→ **Problem to solve**
Give the number of lines in the records below that contain the word "TargetLocation", and nothing more.

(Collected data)
↓

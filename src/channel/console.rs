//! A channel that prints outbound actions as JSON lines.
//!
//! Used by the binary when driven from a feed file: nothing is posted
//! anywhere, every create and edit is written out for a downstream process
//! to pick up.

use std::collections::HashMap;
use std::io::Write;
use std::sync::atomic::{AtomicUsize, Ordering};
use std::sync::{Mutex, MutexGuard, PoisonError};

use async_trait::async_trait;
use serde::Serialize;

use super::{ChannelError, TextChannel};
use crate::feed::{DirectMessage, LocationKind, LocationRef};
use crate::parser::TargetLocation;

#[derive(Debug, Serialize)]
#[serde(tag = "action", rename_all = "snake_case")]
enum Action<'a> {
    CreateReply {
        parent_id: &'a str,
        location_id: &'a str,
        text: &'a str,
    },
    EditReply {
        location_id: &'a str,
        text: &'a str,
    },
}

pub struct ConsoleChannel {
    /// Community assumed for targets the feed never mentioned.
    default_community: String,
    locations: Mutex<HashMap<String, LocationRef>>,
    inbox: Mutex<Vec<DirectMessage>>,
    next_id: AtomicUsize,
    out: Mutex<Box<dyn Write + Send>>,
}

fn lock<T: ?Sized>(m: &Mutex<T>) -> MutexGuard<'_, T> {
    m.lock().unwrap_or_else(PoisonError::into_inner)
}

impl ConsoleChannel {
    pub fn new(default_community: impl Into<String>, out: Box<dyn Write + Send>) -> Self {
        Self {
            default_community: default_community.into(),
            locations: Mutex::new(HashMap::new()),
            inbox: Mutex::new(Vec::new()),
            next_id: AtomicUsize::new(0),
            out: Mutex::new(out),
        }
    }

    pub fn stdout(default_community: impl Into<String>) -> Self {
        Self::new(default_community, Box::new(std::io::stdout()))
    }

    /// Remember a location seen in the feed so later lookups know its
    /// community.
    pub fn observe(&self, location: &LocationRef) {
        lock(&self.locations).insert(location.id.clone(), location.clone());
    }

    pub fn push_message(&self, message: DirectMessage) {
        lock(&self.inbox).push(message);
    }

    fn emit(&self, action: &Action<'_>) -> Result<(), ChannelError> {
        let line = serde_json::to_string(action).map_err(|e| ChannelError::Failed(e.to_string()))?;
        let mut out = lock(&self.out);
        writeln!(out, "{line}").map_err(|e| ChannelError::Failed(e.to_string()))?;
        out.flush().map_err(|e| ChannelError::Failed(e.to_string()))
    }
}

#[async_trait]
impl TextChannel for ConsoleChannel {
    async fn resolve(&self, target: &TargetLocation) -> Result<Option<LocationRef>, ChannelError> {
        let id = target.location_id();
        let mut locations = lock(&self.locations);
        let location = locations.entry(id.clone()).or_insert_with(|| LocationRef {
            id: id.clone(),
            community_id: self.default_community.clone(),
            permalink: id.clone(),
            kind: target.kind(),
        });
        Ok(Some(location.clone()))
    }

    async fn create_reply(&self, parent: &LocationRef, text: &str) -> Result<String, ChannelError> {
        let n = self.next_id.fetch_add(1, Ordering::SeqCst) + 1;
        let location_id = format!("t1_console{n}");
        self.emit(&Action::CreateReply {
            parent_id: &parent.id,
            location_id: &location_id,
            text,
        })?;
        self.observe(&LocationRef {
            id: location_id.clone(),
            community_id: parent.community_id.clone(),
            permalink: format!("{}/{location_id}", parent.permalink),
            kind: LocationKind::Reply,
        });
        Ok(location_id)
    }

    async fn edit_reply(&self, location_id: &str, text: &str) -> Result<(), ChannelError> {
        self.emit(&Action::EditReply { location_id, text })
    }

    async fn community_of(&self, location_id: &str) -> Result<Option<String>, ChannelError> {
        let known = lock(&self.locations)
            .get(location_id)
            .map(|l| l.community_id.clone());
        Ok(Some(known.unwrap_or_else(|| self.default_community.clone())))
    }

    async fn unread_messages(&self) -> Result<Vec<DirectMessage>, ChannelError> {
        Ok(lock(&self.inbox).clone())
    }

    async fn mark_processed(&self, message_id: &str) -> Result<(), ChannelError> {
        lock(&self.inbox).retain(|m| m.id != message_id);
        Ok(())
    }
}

↑
↓

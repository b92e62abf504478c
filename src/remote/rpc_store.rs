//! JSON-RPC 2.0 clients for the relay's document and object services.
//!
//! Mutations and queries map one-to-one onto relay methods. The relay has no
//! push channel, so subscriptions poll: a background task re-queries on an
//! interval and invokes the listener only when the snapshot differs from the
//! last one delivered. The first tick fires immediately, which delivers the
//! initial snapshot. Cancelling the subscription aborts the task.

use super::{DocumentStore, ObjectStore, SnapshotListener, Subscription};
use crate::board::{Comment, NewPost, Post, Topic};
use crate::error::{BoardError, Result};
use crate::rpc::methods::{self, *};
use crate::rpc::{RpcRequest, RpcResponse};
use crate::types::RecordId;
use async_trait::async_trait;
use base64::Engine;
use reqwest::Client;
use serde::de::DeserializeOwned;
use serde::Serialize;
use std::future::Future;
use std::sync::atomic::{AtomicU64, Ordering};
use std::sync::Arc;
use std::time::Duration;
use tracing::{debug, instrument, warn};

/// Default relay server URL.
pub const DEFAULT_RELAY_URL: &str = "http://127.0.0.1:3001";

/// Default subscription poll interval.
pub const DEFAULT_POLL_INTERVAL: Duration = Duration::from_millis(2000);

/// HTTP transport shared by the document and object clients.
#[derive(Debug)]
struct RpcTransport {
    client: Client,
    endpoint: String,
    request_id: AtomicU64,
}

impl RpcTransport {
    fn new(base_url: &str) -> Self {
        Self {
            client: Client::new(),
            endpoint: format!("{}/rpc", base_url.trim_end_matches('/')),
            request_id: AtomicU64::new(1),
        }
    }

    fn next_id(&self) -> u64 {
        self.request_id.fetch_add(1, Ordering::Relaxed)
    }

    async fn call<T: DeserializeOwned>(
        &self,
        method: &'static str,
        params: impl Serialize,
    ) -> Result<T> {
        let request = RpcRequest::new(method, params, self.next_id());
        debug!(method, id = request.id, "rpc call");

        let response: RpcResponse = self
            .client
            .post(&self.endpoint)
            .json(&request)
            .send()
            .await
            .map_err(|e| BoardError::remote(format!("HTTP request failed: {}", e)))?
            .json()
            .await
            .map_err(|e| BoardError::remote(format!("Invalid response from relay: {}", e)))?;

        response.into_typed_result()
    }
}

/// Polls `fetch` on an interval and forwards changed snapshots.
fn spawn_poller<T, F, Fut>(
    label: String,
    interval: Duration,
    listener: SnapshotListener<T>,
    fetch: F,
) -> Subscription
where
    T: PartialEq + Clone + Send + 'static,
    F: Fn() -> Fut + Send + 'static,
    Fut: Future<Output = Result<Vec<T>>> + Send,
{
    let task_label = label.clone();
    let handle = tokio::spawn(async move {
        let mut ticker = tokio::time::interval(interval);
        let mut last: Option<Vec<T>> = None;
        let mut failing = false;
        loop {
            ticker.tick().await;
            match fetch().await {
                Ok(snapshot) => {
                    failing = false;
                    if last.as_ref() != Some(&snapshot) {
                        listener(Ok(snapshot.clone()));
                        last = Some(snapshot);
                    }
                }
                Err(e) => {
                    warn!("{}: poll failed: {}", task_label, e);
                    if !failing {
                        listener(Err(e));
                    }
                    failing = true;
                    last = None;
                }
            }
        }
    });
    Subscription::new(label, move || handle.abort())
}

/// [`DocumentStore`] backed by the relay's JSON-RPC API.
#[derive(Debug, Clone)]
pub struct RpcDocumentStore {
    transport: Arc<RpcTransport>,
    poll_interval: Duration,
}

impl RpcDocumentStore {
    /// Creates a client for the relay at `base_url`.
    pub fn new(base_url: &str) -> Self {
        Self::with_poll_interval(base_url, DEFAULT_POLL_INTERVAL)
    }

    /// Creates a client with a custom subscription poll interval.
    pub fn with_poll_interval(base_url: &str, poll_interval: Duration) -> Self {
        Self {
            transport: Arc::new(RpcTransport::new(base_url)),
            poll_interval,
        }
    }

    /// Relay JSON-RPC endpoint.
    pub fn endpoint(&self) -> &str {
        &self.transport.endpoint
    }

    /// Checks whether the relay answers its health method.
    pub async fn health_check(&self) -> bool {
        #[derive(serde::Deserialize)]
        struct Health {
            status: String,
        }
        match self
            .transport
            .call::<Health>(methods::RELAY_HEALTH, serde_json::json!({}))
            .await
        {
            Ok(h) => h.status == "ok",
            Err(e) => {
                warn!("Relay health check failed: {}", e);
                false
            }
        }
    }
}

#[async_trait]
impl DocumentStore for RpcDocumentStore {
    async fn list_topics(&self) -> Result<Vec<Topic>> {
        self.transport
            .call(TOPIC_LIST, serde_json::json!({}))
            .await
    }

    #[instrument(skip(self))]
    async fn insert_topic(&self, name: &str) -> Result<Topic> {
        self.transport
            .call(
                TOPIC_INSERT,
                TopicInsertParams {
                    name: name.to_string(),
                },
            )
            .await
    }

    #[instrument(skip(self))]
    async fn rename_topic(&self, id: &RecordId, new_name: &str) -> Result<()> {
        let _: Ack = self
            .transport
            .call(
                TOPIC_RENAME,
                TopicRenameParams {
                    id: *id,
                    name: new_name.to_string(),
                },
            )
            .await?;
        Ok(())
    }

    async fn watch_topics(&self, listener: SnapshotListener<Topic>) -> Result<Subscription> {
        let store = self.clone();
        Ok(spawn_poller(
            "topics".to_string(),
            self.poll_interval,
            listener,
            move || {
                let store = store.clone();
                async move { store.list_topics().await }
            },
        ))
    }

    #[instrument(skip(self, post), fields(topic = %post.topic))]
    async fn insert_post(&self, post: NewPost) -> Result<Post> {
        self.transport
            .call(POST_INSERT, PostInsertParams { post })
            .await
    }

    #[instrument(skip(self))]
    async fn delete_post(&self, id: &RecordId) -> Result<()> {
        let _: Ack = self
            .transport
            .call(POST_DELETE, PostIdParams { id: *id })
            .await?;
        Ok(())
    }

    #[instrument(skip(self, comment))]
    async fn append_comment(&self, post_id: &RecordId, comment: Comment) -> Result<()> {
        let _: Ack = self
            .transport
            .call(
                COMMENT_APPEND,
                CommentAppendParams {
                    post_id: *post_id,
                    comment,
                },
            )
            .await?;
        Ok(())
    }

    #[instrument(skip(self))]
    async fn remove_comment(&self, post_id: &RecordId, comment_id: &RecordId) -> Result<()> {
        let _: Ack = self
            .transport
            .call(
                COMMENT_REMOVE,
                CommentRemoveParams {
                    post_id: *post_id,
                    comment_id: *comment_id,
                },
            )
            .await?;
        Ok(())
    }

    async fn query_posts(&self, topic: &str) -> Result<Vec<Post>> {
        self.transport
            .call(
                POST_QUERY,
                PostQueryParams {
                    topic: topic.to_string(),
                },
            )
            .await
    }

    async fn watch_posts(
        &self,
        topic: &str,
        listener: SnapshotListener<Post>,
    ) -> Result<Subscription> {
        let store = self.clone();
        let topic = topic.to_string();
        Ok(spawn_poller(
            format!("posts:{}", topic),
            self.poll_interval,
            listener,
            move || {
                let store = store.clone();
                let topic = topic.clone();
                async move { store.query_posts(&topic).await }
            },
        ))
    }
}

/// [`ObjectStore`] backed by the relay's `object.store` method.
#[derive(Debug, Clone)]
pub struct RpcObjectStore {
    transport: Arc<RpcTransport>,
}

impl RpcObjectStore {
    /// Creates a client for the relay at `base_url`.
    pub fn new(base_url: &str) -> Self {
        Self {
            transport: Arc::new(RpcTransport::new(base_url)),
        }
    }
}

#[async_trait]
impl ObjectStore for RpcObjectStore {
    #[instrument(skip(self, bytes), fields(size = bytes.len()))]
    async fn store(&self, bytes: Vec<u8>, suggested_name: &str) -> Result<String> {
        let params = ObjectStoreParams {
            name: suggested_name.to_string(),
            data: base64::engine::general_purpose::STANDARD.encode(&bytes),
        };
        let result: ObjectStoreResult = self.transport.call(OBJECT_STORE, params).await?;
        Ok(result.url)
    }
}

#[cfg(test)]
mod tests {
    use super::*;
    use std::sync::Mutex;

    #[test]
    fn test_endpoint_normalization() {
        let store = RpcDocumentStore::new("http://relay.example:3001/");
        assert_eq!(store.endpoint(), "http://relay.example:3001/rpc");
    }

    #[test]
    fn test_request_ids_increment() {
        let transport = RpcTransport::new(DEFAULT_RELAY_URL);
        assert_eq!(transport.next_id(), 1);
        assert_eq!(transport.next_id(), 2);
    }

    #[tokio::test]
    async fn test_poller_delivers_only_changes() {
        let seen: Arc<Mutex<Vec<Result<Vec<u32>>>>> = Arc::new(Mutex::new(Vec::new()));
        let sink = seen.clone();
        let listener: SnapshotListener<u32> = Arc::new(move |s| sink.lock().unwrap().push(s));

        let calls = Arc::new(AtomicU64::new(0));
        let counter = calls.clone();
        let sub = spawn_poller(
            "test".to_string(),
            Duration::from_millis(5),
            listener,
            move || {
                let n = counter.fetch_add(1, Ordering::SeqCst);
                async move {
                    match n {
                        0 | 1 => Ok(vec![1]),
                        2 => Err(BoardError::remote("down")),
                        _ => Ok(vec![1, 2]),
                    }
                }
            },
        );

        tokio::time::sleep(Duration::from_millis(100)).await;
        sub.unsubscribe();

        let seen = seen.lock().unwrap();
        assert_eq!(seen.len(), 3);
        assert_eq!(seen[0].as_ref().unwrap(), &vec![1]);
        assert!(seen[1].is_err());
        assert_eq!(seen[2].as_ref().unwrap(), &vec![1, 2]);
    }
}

↑

→ **Output of the task**
2